Singapore's Manpower Ministry released a set of guidelines on Wednesday, urging companies to manage their excess manpower and consider retrenchment only as a last resort in coping with the economic downturn.
The Manpower Ministry together with its tripartite partners, the Singapore National Employers Federation (SNEF) and the National Trades Union Congress (NTUC), formulated the non-mandatory guidelines, saying to help save jobs, companies should first consider cost-cutting measures, such as sending workers for training, redeploying workers to alternative areas of work, implementing shorter work week, temporary layoffs or other arrangements like part-time work.
The guidelines came just days after Singapore's labor chief LimSwee Say took the Singapore-based DBS Bank to task for failing to consult its staff union and for not exploring other cost-cutting measures before laying off 900 workers.
However, the tripartite partners said they understand that retrenchments may sometimes be inevitable. In such a situation, companies have been urged to discuss with their unions to ensure that the retrenchment exercise be carried out responsibly and smoothly.

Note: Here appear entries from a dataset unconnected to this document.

//! Process lifecycle: backgrounding, pidfile, signal disposition
//!
//! Backgrounding happens after the listen sockets are bound, so configuration
//! errors still reach the invoking terminal. The launcher parent exits
//! immediately; the surviving child redirects its standard descriptors to
//! `/dev/null` and leads a fresh session. There is no graceful-shutdown
//! state: the running process is terminated externally, and workers are
//! independent processes that outlive nothing but themselves.

use std::fs::{self, OpenOptions};
use std::os::fd::AsRawFd;
use std::path::Path;
use std::process;

use anyhow::{Context, Result};
use nix::sys::signal::{SaFlags, SigAction, SigHandler, SigSet, Signal, sigaction, signal};
use nix::unistd::{ForkResult, dup2, fork, setsid};
use tracing::warn;

/// Detach from the controlling terminal.
pub fn daemonize() -> Result<()> {
    let devnull = OpenOptions::new()
        .read(true)
        .write(true)
        .open("/dev/null")
        .context("/dev/null")?;

    // SAFETY: the process is still single-threaded here (the logging file
    // sink is synchronous), and the child only continues the normal startup
    // path.
    match unsafe { fork() }.context("fork")? {
        ForkResult::Parent { .. } => process::exit(0),
        ForkResult::Child => {}
    }

    for target in 0..=2 {
        dup2(devnull.as_raw_fd(), target).context("dup2(/dev/null)")?;
    }
    setsid().context("setsid")?;
    Ok(())
}

/// Record our pid once, after any backgrounding. Failure is a warning, never
/// fatal.
pub fn write_pidfile(path: &Path) {
    if let Err(e) = fs::write(path, format!("{}\n", process::id())) {
        warn!("failed to write pidfile {}: {}", path.display(), e);
    }
}

/// Keep a worker's early exit on an inherited socket from killing the
/// parent. Worker exits themselves are reaped by the dispatcher, not here.
pub fn ignore_sigpipe() -> Result<()> {
    // SAFETY: installing SIG_IGN registers no handler code.
    unsafe { signal(Signal::SIGPIPE, SigHandler::SigIgn) }.context("signal(SIGPIPE)")?;
    Ok(())
}

extern "C" fn on_child_exit(_: libc::c_int) {}

/// Make worker exits interrupt the dispatcher's blocking wait.
///
/// The handler body does nothing; its only job is to exist, and to be
/// registered without SA_RESTART, so that a SIGCHLD arriving while the
/// dispatcher sits in `poll` surfaces as EINTR and triggers a sweep of
/// exited workers instead of leaving them unwaited until the next
/// connection.
pub fn notice_child_exits() -> Result<()> {
    let action = SigAction::new(
        SigHandler::Handler(on_child_exit),
        SaFlags::empty(),
        SigSet::empty(),
    );
    // SAFETY: the handler runs no code, which is trivially
    // async-signal-safe.
    unsafe { sigaction(Signal::SIGCHLD, &action) }.context("sigaction(SIGCHLD)")?;
    Ok(())
}
//! Readiness wait and per-connection worker dispatch
//!
//! The parent runs a single-threaded loop: block in `poll` across every
//! listening socket, drain each ready listener of all pending connections,
//! and hand every accepted connection to a freshly spawned worker process.
//! The worker gets the socket as its stdin/stdout/stderr, the backend list in
//! its environment, and the peer's reverse-resolved name as its only
//! argument. The parent never waits on a worker.

use std::io;
use std::os::fd::{AsFd, OwnedFd};
use std::path::{Path, PathBuf};
use std::process::{Child, Command, Stdio};

use anyhow::{Context, Result, bail};
use dns_lookup::lookup_addr;
use nix::errno::Errno;
use nix::poll::{PollFd, PollFlags, PollTimeout, poll};
use socket2::{SockAddr, Socket};
use tracing::{debug, warn};

use crate::constants::{BACKEND_ENV_VAR, UNKNOWN_PEER};
use crate::listener::ListenerSet;

/// Accept loop state: the listener set, the worker command line inputs, and
/// the handles of workers not yet known to have exited.
pub struct Dispatcher {
    listeners: ListenerSet,
    worker: PathBuf,
    backends: String,
    workers: Vec<Child>,
}

impl Dispatcher {
    #[must_use]
    pub fn new(listeners: ListenerSet, worker: PathBuf, backends: String) -> Self {
        Self {
            listeners,
            worker,
            backends,
            workers: Vec::new(),
        }
    }

    /// Run the accept loop until a fatal error. Under normal operation this
    /// never returns; the process is terminated externally.
    pub fn run(&mut self) -> Result<()> {
        loop {
            self.run_cycle()?;
        }
    }

    /// One wait/drain/reap cycle. Blocks until at least one listener is
    /// readable.
    pub fn run_cycle(&mut self) -> Result<()> {
        for idx in self.wait_ready()? {
            self.drain(idx)?;
        }
        self.reap();
        Ok(())
    }

    /// Block without timeout until listeners are readable; returns their
    /// indices in registration order. An interrupted wait sweeps exited
    /// workers before retrying, so a worker exit delivered as SIGCHLD during
    /// an idle stretch is collected right away rather than on the next
    /// connection. A listener reporting an error condition is fatal.
    fn wait_ready(&mut self) -> Result<Vec<usize>> {
        let Self {
            listeners, workers, ..
        } = self;
        let mut fds: Vec<PollFd<'_>> = listeners
            .iter()
            .map(|l| PollFd::new(l.socket().as_fd(), PollFlags::POLLIN))
            .collect();

        loop {
            match poll(&mut fds, PollTimeout::NONE) {
                Ok(_) => break,
                Err(Errno::EINTR) => {
                    sweep(workers);
                    continue;
                }
                Err(e) => return Err(e).context("poll"),
            }
        }

        let mut ready = Vec::new();
        for (idx, fd) in fds.iter().enumerate() {
            let revents = fd.revents().unwrap_or_else(PollFlags::empty);
            match classify(revents) {
                Readiness::Ready => ready.push(idx),
                Readiness::Idle => {}
                Readiness::Broken => bail!(
                    "poll({}): error condition on listening socket",
                    listeners.as_slice()[idx].label()
                ),
            }
        }
        Ok(ready)
    }

    /// Accept until the listener has no more pending connections, spawning
    /// one worker per connection. Draining the whole backlog here keeps a
    /// bursty listener from being serviced one connection per poll wakeup.
    fn drain(&mut self, idx: usize) -> Result<()> {
        loop {
            let accepted = {
                let listener = &self.listeners.as_slice()[idx];
                match listener.socket().accept() {
                    Ok(pair) => Some(pair),
                    Err(e)
                        if e.kind() == io::ErrorKind::WouldBlock
                            || e.kind() == io::ErrorKind::Interrupted =>
                    {
                        None
                    }
                    Err(e) => {
                        return Err(e).with_context(|| format!("accept({})", listener.label()));
                    }
                }
            };
            let Some((conn, peer)) = accepted else {
                return Ok(());
            };

            // The worker expects ordinary blocking I/O on its inherited
            // descriptors.
            if let Err(e) = conn.set_nonblocking(false) {
                warn!("failed to restore blocking mode on accepted socket: {}", e);
            }

            let peer_name = peer_name(&peer);
            match spawn_worker(&self.worker, &self.backends, &peer_name, conn) {
                Ok(child) => {
                    debug!(pid = child.id(), peer = %peer_name, "worker launched");
                    self.workers.push(child);
                }
                Err(e) => {
                    warn!("failed to launch worker {}: {}", self.worker.display(), e);
                }
            }
        }
    }

    /// Sweep worker handles without blocking, dropping any that have exited.
    fn reap(&mut self) {
        sweep(&mut self.workers);
    }

    /// Workers spawned and not yet reaped.
    #[must_use]
    pub fn worker_count(&self) -> usize {
        self.workers.len()
    }
}

/// What a poll wakeup reported for one listener.
#[derive(Debug, Clone, Copy, PartialEq, Eq)]
enum Readiness {
    Idle,
    Ready,
    Broken,
}

/// POLLERR or POLLNVAL on a listening socket cannot be serviced by accepting;
/// left alone it would wake the loop forever, so it is treated as broken.
fn classify(revents: PollFlags) -> Readiness {
    if revents.intersects(PollFlags::POLLERR | PollFlags::POLLNVAL) {
        Readiness::Broken
    } else if revents.contains(PollFlags::POLLIN) {
        Readiness::Ready
    } else {
        Readiness::Idle
    }
}

/// Collect exited workers without blocking, keeping only live handles.
fn sweep(workers: &mut Vec<Child>) {
    workers.retain_mut(|child| match child.try_wait() {
        Ok(None) => true,
        Ok(Some(status)) => {
            debug!(pid = child.id(), %status, "worker exited");
            false
        }
        Err(e) => {
            warn!(pid = child.id(), "failed to poll worker: {}", e);
            false
        }
    });
}

/// Best-effort reverse resolution of an accepted peer address. Failure is
/// never fatal; the worker just sees the placeholder name.
#[must_use]
pub fn peer_name(peer: &SockAddr) -> String {
    peer.as_socket()
        .and_then(|addr| lookup_addr(&addr.ip()).ok())
        .unwrap_or_else(|| UNKNOWN_PEER.to_string())
}

/// Launch one worker for an accepted connection.
///
/// The connection descriptor becomes the worker's stdin, stdout, and stderr.
/// The parent's copies are dropped when the spawn expression ends, so the
/// parent holds no descriptor for the connection afterwards, whether or not
/// the launch succeeded. Listening sockets are close-on-exec and never reach
/// the worker.
pub fn spawn_worker(
    worker: &Path,
    backends: &str,
    peer: &str,
    conn: Socket,
) -> io::Result<Child> {
    let fd: OwnedFd = conn.into();
    let stdin = fd.try_clone()?;
    let stdout = fd.try_clone()?;
    Command::new(worker)
        .arg(peer)
        .env(BACKEND_ENV_VAR, backends)
        .stdin(Stdio::from(stdin))
        .stdout(Stdio::from(stdout))
        .stderr(Stdio::from(fd))
        .spawn()
}
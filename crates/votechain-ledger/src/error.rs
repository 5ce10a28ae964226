/// Why a candidate entry was refused as the next link of the chain.
#[derive(Debug, Clone, PartialEq, Eq, thiserror::Error)]
pub enum RejectionReason {
    #[error("index mismatch: expected {expected}, got {actual}")]
    IndexMismatch { expected: u64, actual: u64 },

    #[error("entry {predecessor} has no successor index")]
    IndexOverflow { predecessor: u64 },

    #[error("entry {index} does not link to the current tail")]
    PrevHashMismatch { index: u64 },

    #[error("entry {index} hash does not match its contents")]
    HashMismatch { index: u64 },

    #[error("genesis entry must not reference a previous hash")]
    GenesisHasPrevHash,
}

/// Errors produced by ledger operations.
#[derive(Debug, Clone, PartialEq, Eq, thiserror::Error)]
pub enum LedgerError {
    #[error("entry rejected: {0}")]
    Rejected(RejectionReason),

    #[error("invalid genesis entry: {0}")]
    InvalidGenesis(RejectionReason),

    #[error("entry {0} not found")]
    NotFound(u64),

    #[error("chain has no entries")]
    EmptyChain,

    #[error("chain lock poisoned")]
    LockPoisoned,
}

impl LedgerError {
    /// Returns `true` for a validation verdict rather than a store fault.
    pub fn is_rejection(&self) -> bool {
        matches!(self, Self::Rejected(_))
    }
}

impl From<RejectionReason> for LedgerError {
    fn from(reason: RejectionReason) -> Self {
        Self::Rejected(reason)
    }
}
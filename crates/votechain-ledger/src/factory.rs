//! Pure entry construction. Nothing here validates; see [`crate::validation`].

use votechain_crypto::EntryHasher;
use votechain_types::Timestamp;

use crate::entry::Entry;

/// Build the index-0 entry stamped with the current time.
pub fn genesis() -> Entry {
    genesis_at(Timestamp::now())
}

/// Build the index-0 entry: empty value, no predecessor.
pub fn genesis_at(timestamp: Timestamp) -> Entry {
    let hash = EntryHasher::derive(0, &timestamp, "", None);
    Entry {
        index: 0,
        timestamp,
        value: String::new(),
        hash,
        prev_hash: None,
    }
}

/// Build the successor of `predecessor` carrying `value`, stamped now.
pub fn create_entry(predecessor: &Entry, value: impl Into<String>) -> Entry {
    create_entry_at(predecessor, value, Timestamp::now())
}

/// Build the successor of `predecessor` with an explicit timestamp.
///
/// The index saturates at `u64::MAX`; such an entry never validates against
/// its predecessor.
pub fn create_entry_at(
    predecessor: &Entry,
    value: impl Into<String>,
    timestamp: Timestamp,
) -> Entry {
    let index = predecessor.index.saturating_add(1);
    let value = value.into();
    let prev_hash = Some(predecessor.hash);
    let hash = EntryHasher::derive(index, &timestamp, &value, prev_hash.as_ref());
    Entry {
        index,
        timestamp,
        value,
        hash,
        prev_hash,
    }
}
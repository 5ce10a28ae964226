use votechain_crypto::{ChainError, HasEntryHash, HashChainVerifier};
use votechain_types::EntryHash;

use crate::entry::Entry;
use crate::error::RejectionReason;

/// Check `candidate` as the direct successor of `predecessor`.
///
/// Structural checks (index, link) run before the hash is recomputed.
pub fn check_entry(candidate: &Entry, predecessor: &Entry) -> Result<(), RejectionReason> {
    let expected = predecessor
        .index
        .checked_add(1)
        .ok_or(RejectionReason::IndexOverflow {
            predecessor: predecessor.index,
        })?;
    if candidate.index != expected {
        return Err(RejectionReason::IndexMismatch {
            expected,
            actual: candidate.index,
        });
    }

    if candidate.prev_hash != Some(predecessor.hash) {
        return Err(RejectionReason::PrevHashMismatch {
            index: candidate.index,
        });
    }

    if candidate.computed_hash() != candidate.hash {
        return Err(RejectionReason::HashMismatch {
            index: candidate.index,
        });
    }

    Ok(())
}

/// Boolean verdict of [`check_entry`].
pub fn validate_entry(candidate: &Entry, predecessor: &Entry) -> bool {
    check_entry(candidate, predecessor).is_ok()
}

/// Check a caller-supplied genesis entry.
pub(crate) fn check_genesis(entry: &Entry) -> Result<(), RejectionReason> {
    if entry.index != 0 {
        return Err(RejectionReason::IndexMismatch {
            expected: 0,
            actual: entry.index,
        });
    }
    if entry.prev_hash.is_some() {
        return Err(RejectionReason::GenesisHasPrevHash);
    }
    if !entry.verify_hash() {
        return Err(RejectionReason::HashMismatch { index: 0 });
    }
    Ok(())
}

/// Result of auditing a whole chain.
#[derive(Clone, Debug, PartialEq, Eq)]
pub struct ChainAudit {
    pub length: u64,
    pub head: EntryHash,
    pub valid: bool,
    pub violations: Vec<ChainError>,
}

impl ChainAudit {
    /// Audit a non-empty sequence of entries.
    pub(crate) fn of(entries: &[Entry], head: EntryHash) -> Self {
        let violations = HashChainVerifier::violations(entries);
        Self {
            length: entries.len() as u64,
            head,
            valid: violations.is_empty(),
            violations,
        }
    }

    /// Returns `true` if all checks passed.
    pub fn is_valid(&self) -> bool {
        self.valid
    }
}
//! HTTP server for votechain.
//!
//! Exposes the vote chain as JSON: `GET /vote` returns every entry and
//! `POST /vote` appends one, answering 422 when the new entry does not
//! chain from the current tail.

pub mod config;
pub mod error;
pub mod handler;
pub mod router;
pub mod server;

pub use config::{ServerConfig, DEFAULT_PORT};
pub use error::{ServerError, ServerResult};
pub use handler::{HealthResponse, VoteRequest};
pub use server::VoteServer;
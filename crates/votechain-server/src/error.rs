use axum::http::StatusCode;
use axum::response::{IntoResponse, Response};
use axum::Json;
use serde_json::json;
use thiserror::Error;
use votechain_ledger::LedgerError;

#[derive(Debug, Error)]
pub enum ServerError {
    #[error("malformed request body: {0}")]
    MalformedInput(String),

    #[error("ledger error: {0}")]
    Ledger(#[from] LedgerError),

    #[error("unable to marshal: {0}")]
    Encoding(String),

    #[error("configuration error: {0}")]
    Config(String),

    #[error("I/O error: {0}")]
    Io(#[from] std::io::Error),

    #[error("internal error: {0}")]
    Internal(String),
}

pub type ServerResult<T> = Result<T, ServerError>;

impl IntoResponse for ServerError {
    fn into_response(self) -> Response {
        match &self {
            ServerError::MalformedInput(_) => (
                StatusCode::BAD_REQUEST,
                Json(json!({ "message": self.to_string() })),
            )
                .into_response(),
            ServerError::Ledger(err) if err.is_rejection() => (
                StatusCode::UNPROCESSABLE_ENTITY,
                Json(json!({ "message": "invalid vote" })),
            )
                .into_response(),
            _ => {
                tracing::error!(error = %self, "request failed");
                (StatusCode::INTERNAL_SERVER_ERROR, self.to_string()).into_response()
            }
        }
    }
}
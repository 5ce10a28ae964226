use anyhow::Context;
use colored::Colorize;
use votechain_crypto::EntryHasher;
use votechain_server::{ServerConfig, VoteServer};
use votechain_types::{EntryHash, Timestamp};

use crate::cli::{Cli, Command, HashArgs, ServeArgs};

pub fn run_command(cli: Cli) -> anyhow::Result<()> {
    match cli.command {
        Command::Serve(args) => cmd_serve(args),
        Command::Hash(args) => cmd_hash(args),
    }
}

fn cmd_serve(args: ServeArgs) -> anyhow::Result<()> {
    let config = resolve_config(&args)?;
    tracing::info!("starting votechain on {}", config.bind_addr());

    let server = VoteServer::new(config);
    let runtime = tokio::runtime::Runtime::new().context("failed to start async runtime")?;
    runtime.block_on(server.serve())?;
    Ok(())
}

/// Config file values, overridden by command-line flags.
fn resolve_config(args: &ServeArgs) -> anyhow::Result<ServerConfig> {
    let mut config = match &args.config {
        Some(path) => ServerConfig::load(path)
            .with_context(|| format!("failed to load config {}", path.display()))?,
        None => ServerConfig::default(),
    };
    if let Some(port) = args.port {
        config.port = port;
    }
    if let Some(host) = args.host {
        config.host = host;
    }
    Ok(config)
}

fn cmd_hash(args: HashArgs) -> anyhow::Result<()> {
    let hash = derive_from_args(&args)?;
    println!("{}", hash.to_hex().bold());
    Ok(())
}

fn derive_from_args(args: &HashArgs) -> anyhow::Result<EntryHash> {
    let timestamp = Timestamp::parse(&args.timestamp).context("invalid --timestamp")?;
    let prev_hash = match args.prev_hash.as_deref() {
        None | Some("") => None,
        Some(hex) => Some(EntryHash::from_hex(hex).context("invalid --prev-hash")?),
    };
    Ok(EntryHasher::derive(
        args.index,
        &timestamp,
        &args.value,
        prev_hash.as_ref(),
    ))
}

#[cfg(test)]
mod tests {
    use std::io::Write;

    use super::*;

    const GENESIS_HASH: &str = "c03b4f5da00468d801978ae5a52c71039d89b8dab4b6b666dcda86a11b757823";

    fn hash_args(index: u64, timestamp: &str, value: &str, prev: Option<&str>) -> HashArgs {
        HashArgs {
            index,
            timestamp: timestamp.into(),
            value: value.into(),
            prev_hash: prev.map(String::from),
        }
    }

    #[test]
    fn derives_genesis_hash() {
        let args = hash_args(0, "2024-01-02T03:04:05.123456789Z", "", None);
        assert_eq!(derive_from_args(&args).unwrap().to_hex(), GENESIS_HASH);
    }

    #[test]
    fn empty_prev_hash_means_genesis() {
        let args = hash_args(0, "2024-01-02T03:04:05.123456789Z", "", Some(""));
        assert_eq!(derive_from_args(&args).unwrap().to_hex(), GENESIS_HASH);
    }

    #[test]
    fn derives_linked_hash() {
        let args = hash_args(1, "2024-01-02T03:04:06Z", "yes", Some(GENESIS_HASH));
        assert_eq!(
            derive_from_args(&args).unwrap().to_hex(),
            "cc9d12c3f888f6863d077904a1cc08b60c18a7f210d78e02967ecc813abd44d0"
        );
    }

    #[test]
    fn bad_inputs_are_errors() {
        assert!(derive_from_args(&hash_args(0, "soon", "", None)).is_err());
        assert!(derive_from_args(&hash_args(1, "2024-01-02T03:04:06Z", "", Some("xyz"))).is_err());
    }

    #[test]
    fn flags_override_config_file() {
        let mut file = tempfile::NamedTempFile::new().unwrap();
        writeln!(file, "host = \"127.0.0.1\"\nport = 7000").unwrap();
        let args = ServeArgs {
            config: Some(file.path().to_path_buf()),
            port: Some(7100),
            host: None,
        };
        let config = resolve_config(&args).unwrap();
        assert_eq!(config.port, 7100);
        assert_eq!(config.host.to_string(), "127.0.0.1");
    }

    #[test]
    fn missing_config_file_is_error() {
        let args = ServeArgs {
            config: Some("/nonexistent/votechain.toml".into()),
            port: None,
            host: None,
        };
        assert!(resolve_config(&args).is_err());
    }

    #[test]
    fn defaults_without_config() {
        let args = ServeArgs {
            config: None,
            port: None,
            host: None,
        };
        assert_eq!(resolve_config(&args).unwrap(), ServerConfig::default());
    }
}
use std::net::IpAddr;
use std::path::PathBuf;

use clap::{Args, Parser, Subcommand};

#[derive(Parser)]
#[command(
    name = "votechain",
    about = "Append-only, hash-linked vote ledger",
    version,
)]
pub struct Cli {
    #[command(subcommand)]
    pub command: Command,

    #[arg(short, long, global = true)]
    pub verbose: bool,
}

#[derive(Subcommand)]
pub enum Command {
    /// Start the vote chain HTTP server
    Serve(ServeArgs),
    /// Derive the hash of an entry from its fields
    Hash(HashArgs),
}

#[derive(Args)]
pub struct ServeArgs {
    /// TOML file with `host` and `port`
    #[arg(long)]
    pub config: Option<PathBuf>,
    /// Listening port (default 9000)
    #[arg(short, long)]
    pub port: Option<u16>,
    /// Listening address (default 0.0.0.0)
    #[arg(long)]
    pub host: Option<IpAddr>,
}

#[derive(Args)]
pub struct HashArgs {
    #[arg(long)]
    pub index: u64,
    /// RFC 3339 timestamp; normalized to the canonical UTC form before hashing
    #[arg(long)]
    pub timestamp: String,
    #[arg(long, default_value = "")]
    pub value: String,
    /// Previous entry hash; omit for genesis
    #[arg(long)]
    pub prev_hash: Option<String>,
}
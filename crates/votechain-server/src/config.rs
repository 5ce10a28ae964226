use std::net::{IpAddr, Ipv4Addr, SocketAddr};
use std::path::Path;

use serde::{Deserialize, Serialize};

use crate::error::{ServerError, ServerResult};

/// Port used when neither the config file nor the command line picks one.
pub const DEFAULT_PORT: u16 = 9000;

#[derive(Clone, Debug, PartialEq, Eq, Serialize, Deserialize)]
#[serde(default)]
pub struct ServerConfig {
    pub host: IpAddr,
    pub port: u16,
}

impl Default for ServerConfig {
    fn default() -> Self {
        Self {
            host: IpAddr::V4(Ipv4Addr::UNSPECIFIED),
            port: DEFAULT_PORT,
        }
    }
}

impl ServerConfig {
    pub fn bind_addr(&self) -> SocketAddr {
        SocketAddr::new(self.host, self.port)
    }

    /// Parse a TOML document. Missing keys keep their defaults.
    pub fn from_toml_str(input: &str) -> ServerResult<Self> {
        toml::from_str(input).map_err(|e| ServerError::Config(e.to_string()))
    }

    /// Read and parse a TOML config file.
    pub fn load(path: impl AsRef<Path>) -> ServerResult<Self> {
        let text = std::fs::read_to_string(path)?;
        Self::from_toml_str(&text)
    }
}
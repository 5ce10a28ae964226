use std::sync::Arc;

use axum::routing::get;
use axum::Router;
use tower_http::trace::TraceLayer;
use votechain_ledger::ChainStore;

use crate::handler;

/// Build the axum router with all votechain endpoints.
pub fn build_router(store: Arc<ChainStore>) -> Router {
    Router::new()
        .route("/vote", get(handler::list_votes).post(handler::submit_vote))
        .route("/health", get(handler::health_handler))
        .route("/info", get(handler::info_handler))
        .layer(TraceLayer::new_for_http())
        .with_state(store)
}
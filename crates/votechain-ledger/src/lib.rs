//! Append-only, hash-linked vote chain.
//!
//! This crate is the heart of votechain. It provides:
//! - The [`Entry`] model, hash-linked to its predecessor
//! - Pure construction ([`create_entry`]) and linkage checks ([`validate_entry`])
//! - `ChainReader` / `ChainWriter` trait boundaries
//! - [`ChainStore`], the single in-memory chain with serialized appends
//! - Whole-chain audit reports

pub mod entry;
pub mod error;
pub mod factory;
pub mod memory;
pub mod traits;
pub mod validation;

pub use entry::Entry;
pub use error::{LedgerError, RejectionReason};
pub use factory::{create_entry, create_entry_at, genesis, genesis_at};
pub use memory::{ChainHead, ChainStore};
pub use traits::{ChainReader, ChainWriter};
pub use validation::{check_entry, validate_entry, ChainAudit};
use crate::entry::Entry;
use crate::error::LedgerError;

/// Write boundary for chain append operations.
pub trait ChainWriter: Send + Sync {
    /// Build the successor of the current tail carrying `value` and commit it.
    fn append(&self, value: &str) -> Result<Entry, LedgerError>;

    /// Validate a pre-built candidate against the current tail and commit it.
    fn append_entry(&self, candidate: Entry) -> Result<Entry, LedgerError>;
}

/// Read boundary for chain queries.
pub trait ChainReader: Send + Sync {
    /// Snapshot of the full chain in index order.
    fn get_all(&self) -> Result<Vec<Entry>, LedgerError>;

    fn tail(&self) -> Result<Entry, LedgerError>;

    fn get(&self, index: u64) -> Result<Entry, LedgerError>;

    fn len(&self) -> Result<u64, LedgerError>;
}
use serde::{Deserialize, Serialize};
use votechain_crypto::HasEntryHash;
use votechain_types::{hash::optional_hex, EntryHash, Timestamp};

/// One link in the vote chain.
///
/// `hash` is fixed at construction over (`index`, `timestamp`, `value`,
/// `prev_hash`) and never recomputed. Serializes as
/// `{"index", "timestamp", "value", "hash", "prev_hash"}` with `prev_hash`
/// written as `""` for genesis.
#[derive(Clone, Debug, PartialEq, Eq, Serialize, Deserialize)]
pub struct Entry {
    pub index: u64,
    pub timestamp: Timestamp,
    pub value: String,
    pub hash: EntryHash,
    #[serde(with = "optional_hex")]
    pub prev_hash: Option<EntryHash>,
}

impl Entry {
    /// Returns `true` for the index-0 entry with no predecessor.
    pub fn is_genesis(&self) -> bool {
        self.index == 0 && self.prev_hash.is_none()
    }

    /// Returns `true` if the stored hash matches the entry's own fields.
    pub fn verify_hash(&self) -> bool {
        self.computed_hash() == self.hash
    }
}

impl HasEntryHash for Entry {
    fn index(&self) -> u64 {
        self.index
    }

    fn timestamp(&self) -> &Timestamp {
        &self.timestamp
    }

    fn value(&self) -> &str {
        &self.value
    }

    fn entry_hash(&self) -> EntryHash {
        self.hash
    }

    fn prev_hash(&self) -> Option<EntryHash> {
        self.prev_hash
    }
}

Companies could also consider adjusting the various wage components with the consent of the unions or workers concerned, said the guidelines.
When salary needs to be adjusted downwards, senior management should take the lead by cutting their salaries earlier or accept similar or deeper cuts, said the guidelines.
Companies and their workers have also been urged to take advantage of the many skills upgrading programs to re-position their workforce so that they could emerge stronger when the economy recovers.
The city-state's economy fell into its first recession since 2002 in the third quarter. Prime Minister Lee Hsien Loong has announced that the government will bring forward its budget announcement, help small and medium-sized companies obtain financing and provide training for retrenched workers to cope with the global economic slowdown.